Members of the Society organised annual exhibitions in St Petersburg and Moscow, which later moved to the provincial towns.
The popularisation of painting is one of the greatest services to Russian art rendered by the Itinerants (Peredvizhniki) as these artists came to be called.
I have to admit that I secretly hero worship Shishkin to the extent that I use a cropped version of this picture as my Flickr avatar.
It amazes me that it was possible to assemble all these artists in the same room and photograph them behaving almost normally. They’re even wearing suits!

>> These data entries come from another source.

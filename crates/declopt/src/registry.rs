//! Option definitions and the short-letter map.

use indexmap::IndexMap;

use crate::error::ConfigError;
use crate::property::{Property, PropertyKind, is_valid_name, is_valid_short};

/// Name of the option every parser registers unless told otherwise.
pub const HELP_OPTION: &str = "help";
const HELP_SHORT: char = 'h';
const HELP_DESCRIPTION: &str = "Show this help message";

/// A registered option.
#[derive(Debug, Clone)]
pub struct OptionDef {
    name: String,
    description: String,
    properties: Vec<Property>,
}

impl OptionDef {
    fn new(name: impl Into<String>, description: impl Into<String>) -> Self {
        Self {
            name: name.into(),
            description: description.into(),
            properties: Vec::new(),
        }
    }

    pub fn name(&self) -> &str {
        &self.name
    }

    pub fn description(&self) -> &str {
        &self.description
    }

    pub fn properties(&self) -> &[Property] {
        &self.properties
    }

    pub fn property(&self, kind: PropertyKind) -> Option<&Property> {
        self.properties.iter().find(|p| p.kind() == kind)
    }

    pub fn has(&self, kind: PropertyKind) -> bool {
        self.property(kind).is_some()
    }

    pub fn takes_value(&self) -> bool {
        self.has(PropertyKind::Value)
    }

    pub fn is_hidden(&self) -> bool {
        self.has(PropertyKind::Hidden)
    }

    pub fn is_mandatory(&self) -> bool {
        self.has(PropertyKind::Mandatory)
    }

    /// `cumulative` or `cumulativeset`.
    pub fn is_repeatable(&self) -> bool {
        self.has(PropertyKind::Cumulative) || self.has(PropertyKind::CumulativeSet)
    }

    pub fn short(&self) -> Option<char> {
        match self.property(PropertyKind::Short) {
            Some(Property::Short(c)) => Some(*c),
            _ => None,
        }
    }

    pub fn type_name(&self) -> Option<&str> {
        match self.property(PropertyKind::Type) {
            Some(Property::Type(t)) => Some(t.as_str()),
            _ => None,
        }
    }

    pub fn default_value(&self) -> Option<&str> {
        match self.property(PropertyKind::Default) {
            Some(Property::Default(v)) => Some(v.as_str()),
            _ => None,
        }
    }

    pub fn excludes(&self) -> &[String] {
        match self.property(PropertyKind::Exclude) {
            Some(Property::Exclude(names)) => names,
            _ => &[],
        }
    }

    pub fn aliases(&self) -> &[String] {
        match self.property(PropertyKind::Alias) {
            Some(Property::Alias(names)) => names,
            _ => &[],
        }
    }

    fn put(&mut self, property: Property) {
        let kind = property.kind();
        match self.properties.iter_mut().find(|p| p.kind() == kind) {
            Some(slot) => *slot = property,
            None => self.properties.push(property),
        }
    }
}

/// The result of reading an option spec such as `=verbose` or `out=put:`.
#[derive(Debug, Clone, PartialEq, Eq)]
pub struct OptionSpec {
    pub name: String,
    pub short: Option<char>,
    pub takes_value: bool,
}

impl OptionSpec {
    /// A trailing `:` marks a value option; `=` before a letter marks that
    /// letter as the short form. Neither marker is part of the name.
    pub fn parse(spec: &str) -> Result<Self, ConfigError> {
        let invalid = || ConfigError::InvalidSpec(spec.to_string());

        let (body, takes_value) = match spec.strip_suffix(':') {
            Some(body) => (body, true),
            None => (spec, false),
        };

        let (name, short) = match body.split_once('=') {
            None => (body.to_string(), None),
            Some((head, tail)) => {
                if tail.contains('=') {
                    return Err(invalid());
                }
                let short = tail.chars().next().ok_or_else(invalid)?;
                if !is_valid_short(short) {
                    return Err(ConfigError::InvalidShort(short.to_string()));
                }
                (format!("{head}{tail}"), Some(short))
            }
        };

        if !is_valid_name(&name) {
            return Err(ConfigError::InvalidName(name));
        }

        Ok(Self {
            name,
            short,
            takes_value,
        })
    }
}

/// All option definitions of one parser, in registration order.
#[derive(Debug, Clone, Default)]
pub struct Registry {
    options: IndexMap<String, OptionDef>,
    shorts: IndexMap<char, String>,
}

impl Registry {
    pub fn new() -> Self {
        Self::default()
    }

    /// A registry holding only the `-h/--help` option.
    pub fn with_help() -> Self {
        let mut help = OptionDef::new(HELP_OPTION, HELP_DESCRIPTION);
        help.put(Property::Short(HELP_SHORT));
        Self {
            options: IndexMap::from([(HELP_OPTION.to_string(), help)]),
            shorts: IndexMap::from([(HELP_SHORT, HELP_OPTION.to_string())]),
        }
    }

    pub fn get(&self, name: &str) -> Option<&OptionDef> {
        self.options.get(name)
    }

    pub fn contains(&self, name: &str) -> bool {
        self.options.contains_key(name)
    }

    pub fn iter(&self) -> impl Iterator<Item = &OptionDef> {
        self.options.values()
    }

    /// Option bound to a short letter.
    pub fn resolve_short(&self, short: char) -> Option<&str> {
        self.shorts.get(&short).map(String::as_str)
    }

    /// Short letters in the order they were claimed.
    pub fn shorts(&self) -> impl Iterator<Item = (char, &OptionDef)> {
        self.shorts
            .iter()
            .filter_map(|(c, name)| self.options.get(name).map(|def| (*c, def)))
    }

    /// Add an empty definition for `spec.name`.
    ///
    /// The spec's own short letter is checked here so that a colliding
    /// definition never enters the registry.
    pub(crate) fn insert(&mut self, spec: &OptionSpec, description: &str) -> Result<(), ConfigError> {
        if self.options.contains_key(&spec.name) {
            return Err(ConfigError::DuplicateOption(spec.name.clone()));
        }
        if let Some(short) = spec.short {
            if let Some(existing) = self.shorts.get(&short) {
                return Err(ConfigError::ShortCollision {
                    short,
                    existing: existing.clone(),
                    requested: spec.name.clone(),
                });
            }
        }
        self.options
            .insert(spec.name.clone(), OptionDef::new(spec.name.clone(), description));
        Ok(())
    }

    /// Attach `property` to `name`, replacing any property of the same kind.
    pub(crate) fn apply(&mut self, name: &str, property: Property) -> Result<(), ConfigError> {
        if !self.options.contains_key(name) {
            return Err(ConfigError::UnknownOption(name.to_string()));
        }
        property.validate()?;

        if let Property::Short(short) = property {
            match self.shorts.get(&short) {
                Some(existing) if existing != name => {
                    return Err(ConfigError::ShortCollision {
                        short,
                        existing: existing.clone(),
                        requested: name.to_string(),
                    });
                }
                _ => {}
            }
            self.shorts.retain(|_, owner| owner != name);
            self.shorts.insert(short, name.to_string());
        }

        let implies_value = matches!(property, Property::Cumulative | Property::CumulativeSet);
        let Some(def) = self.options.get_mut(name) else {
            return Err(ConfigError::UnknownOption(name.to_string()));
        };
        def.put(property);
        if implies_value {
            def.put(Property::Value);
        }
        Ok(())
    }

    /// Recompute the short map from `short` properties.
    pub(crate) fn rebuild_shorts(&mut self) {
        self.shorts.clear();
        for def in self.options.values() {
            if let Some(short) = def.short() {
                self.shorts.entry(short).or_insert_with(|| def.name.clone());
            }
        }
    }
}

The next picture is one of Shishkin’s masterpieces. It’s called “The Mast Tree Grove”. (A mast tree was a particularly good specimen of pine that was suitable for making into a ship’s mast.)
A couple of years back I was looking for Shishkin’s paintings online, and I was intrigued to find that some of the conservators at the State Russian Museum in St Petersburg had opened an art studio that offered accurate replicas of some of the paintings in the gallery.
I’m trying to imagine one of our stuffy British museums actively encouraging its conservators to open up a similar in-house studio to sell paintings to the public. It would just never happen! Go Russia! Go!
I grabbed these step by step images of one of the conservators painting a replica of Shishkin’s “The Mast Tree Grove” (They’re no longer online, so help yourself here!).
If you have enjoyed these woodland landscapes, you will like this couple of Shishkin paintings that I have saved at relatively high resolution for your downloading pleasure.
This picture recently came up for auction. It was sold by a family who paid Shishkin’s expenses for a trip to Germany, and Shishkin gave them this painting in exchange.
The family owned a shipping company in St Petersburg during the second half of the 19th century, up until the revolution of 1917 when the family moved to Finland.
This last example allows you to see how simple Shishkin’s painting technique really was.
One I can’t recommend because of its horrible colour renderings is Olga’s Gallery, even though it has a large selection of Shishkin’s work.